What you should do:
Set down exactly, with nothing added, the lines from the one containing "or not finite." through the end of the entries.

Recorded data
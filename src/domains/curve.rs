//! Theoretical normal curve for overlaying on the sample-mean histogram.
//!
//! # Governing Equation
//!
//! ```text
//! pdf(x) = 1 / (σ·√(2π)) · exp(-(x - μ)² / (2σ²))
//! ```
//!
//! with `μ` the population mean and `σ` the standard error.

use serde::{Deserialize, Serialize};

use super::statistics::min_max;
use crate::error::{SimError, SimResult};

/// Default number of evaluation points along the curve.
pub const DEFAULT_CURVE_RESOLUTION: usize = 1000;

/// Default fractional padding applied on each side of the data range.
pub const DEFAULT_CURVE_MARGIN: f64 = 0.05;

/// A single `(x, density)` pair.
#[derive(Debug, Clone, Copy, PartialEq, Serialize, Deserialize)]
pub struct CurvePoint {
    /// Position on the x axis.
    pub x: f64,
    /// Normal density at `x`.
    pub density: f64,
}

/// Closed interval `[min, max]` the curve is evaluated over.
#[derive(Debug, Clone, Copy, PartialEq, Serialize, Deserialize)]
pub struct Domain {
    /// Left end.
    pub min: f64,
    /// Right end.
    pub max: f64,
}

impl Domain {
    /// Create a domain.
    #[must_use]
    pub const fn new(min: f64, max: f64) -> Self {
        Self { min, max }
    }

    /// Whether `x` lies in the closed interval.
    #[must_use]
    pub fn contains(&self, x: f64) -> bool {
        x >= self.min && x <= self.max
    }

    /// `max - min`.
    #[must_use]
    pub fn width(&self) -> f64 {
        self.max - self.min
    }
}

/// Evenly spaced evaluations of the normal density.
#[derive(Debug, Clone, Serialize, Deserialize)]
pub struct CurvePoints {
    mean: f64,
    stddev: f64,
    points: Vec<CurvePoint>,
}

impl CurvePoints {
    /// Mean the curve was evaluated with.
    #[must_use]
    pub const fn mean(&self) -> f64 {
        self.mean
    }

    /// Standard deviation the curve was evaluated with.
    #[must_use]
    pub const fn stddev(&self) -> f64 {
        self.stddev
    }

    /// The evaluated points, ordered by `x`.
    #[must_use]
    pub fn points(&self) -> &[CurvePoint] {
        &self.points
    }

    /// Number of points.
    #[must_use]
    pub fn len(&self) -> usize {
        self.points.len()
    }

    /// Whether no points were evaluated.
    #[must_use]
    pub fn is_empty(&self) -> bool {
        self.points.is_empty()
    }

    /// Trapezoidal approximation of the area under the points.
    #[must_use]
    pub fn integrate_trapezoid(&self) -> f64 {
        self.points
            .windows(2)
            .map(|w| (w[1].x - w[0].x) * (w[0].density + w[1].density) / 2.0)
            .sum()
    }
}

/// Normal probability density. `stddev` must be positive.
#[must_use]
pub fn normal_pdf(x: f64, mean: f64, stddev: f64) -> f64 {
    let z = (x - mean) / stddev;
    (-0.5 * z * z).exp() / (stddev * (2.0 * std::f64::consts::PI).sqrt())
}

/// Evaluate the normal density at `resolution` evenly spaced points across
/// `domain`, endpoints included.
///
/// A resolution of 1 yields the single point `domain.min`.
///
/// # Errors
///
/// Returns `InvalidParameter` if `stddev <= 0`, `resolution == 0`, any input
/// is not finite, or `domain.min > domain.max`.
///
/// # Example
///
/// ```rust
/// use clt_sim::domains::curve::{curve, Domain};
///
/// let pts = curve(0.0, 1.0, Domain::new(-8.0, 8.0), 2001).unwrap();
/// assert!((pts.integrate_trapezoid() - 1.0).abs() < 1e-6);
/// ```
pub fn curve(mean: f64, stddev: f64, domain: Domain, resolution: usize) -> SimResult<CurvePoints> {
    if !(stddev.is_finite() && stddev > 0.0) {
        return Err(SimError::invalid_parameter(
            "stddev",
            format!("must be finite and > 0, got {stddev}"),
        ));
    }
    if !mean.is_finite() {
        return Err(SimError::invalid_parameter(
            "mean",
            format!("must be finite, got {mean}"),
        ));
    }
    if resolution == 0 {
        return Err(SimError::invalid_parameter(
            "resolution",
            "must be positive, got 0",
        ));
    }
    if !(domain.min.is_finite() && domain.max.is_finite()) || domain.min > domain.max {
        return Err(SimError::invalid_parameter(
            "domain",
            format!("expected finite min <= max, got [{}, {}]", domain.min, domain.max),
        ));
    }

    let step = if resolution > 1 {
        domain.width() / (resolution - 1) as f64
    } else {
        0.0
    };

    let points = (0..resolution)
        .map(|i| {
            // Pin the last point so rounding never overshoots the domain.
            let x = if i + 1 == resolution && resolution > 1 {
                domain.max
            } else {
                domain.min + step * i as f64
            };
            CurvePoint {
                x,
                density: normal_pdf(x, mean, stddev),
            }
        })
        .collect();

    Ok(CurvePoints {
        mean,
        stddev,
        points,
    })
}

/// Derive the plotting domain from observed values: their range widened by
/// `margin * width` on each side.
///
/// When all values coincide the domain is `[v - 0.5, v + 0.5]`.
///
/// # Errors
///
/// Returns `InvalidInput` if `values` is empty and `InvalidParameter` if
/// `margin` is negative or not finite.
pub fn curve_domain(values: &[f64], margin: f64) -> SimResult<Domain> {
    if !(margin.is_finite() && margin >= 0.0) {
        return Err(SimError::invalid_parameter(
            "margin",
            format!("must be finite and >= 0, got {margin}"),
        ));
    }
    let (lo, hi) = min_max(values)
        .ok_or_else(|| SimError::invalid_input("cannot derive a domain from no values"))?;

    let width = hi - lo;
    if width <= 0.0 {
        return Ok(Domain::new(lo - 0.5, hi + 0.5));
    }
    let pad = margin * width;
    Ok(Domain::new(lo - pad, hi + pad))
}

Reply to the task:
/// `margin` is negative or not finite.
pub fn curve_domain(values: &[f64], margin: f64) -> SimResult<Domain> {
    if !(margin.is_finite() && margin >= 0.0) {
        return Err(SimError::invalid_parameter(
            "margin",
            format!("must be finite and >= 0, got {margin}"),
        ));
    }
    let (lo, hi) = min_max(values)
        .ok_or_else(|| SimError::invalid_input("cannot derive a domain from no values"))?;

    let width = hi - lo;
    if width <= 0.0 {
        return Ok(Domain::new(lo - 0.5, hi + 0.5));
    }
    let pad = margin * width;
    Ok(Domain::new(lo - pad, hi + pad))
}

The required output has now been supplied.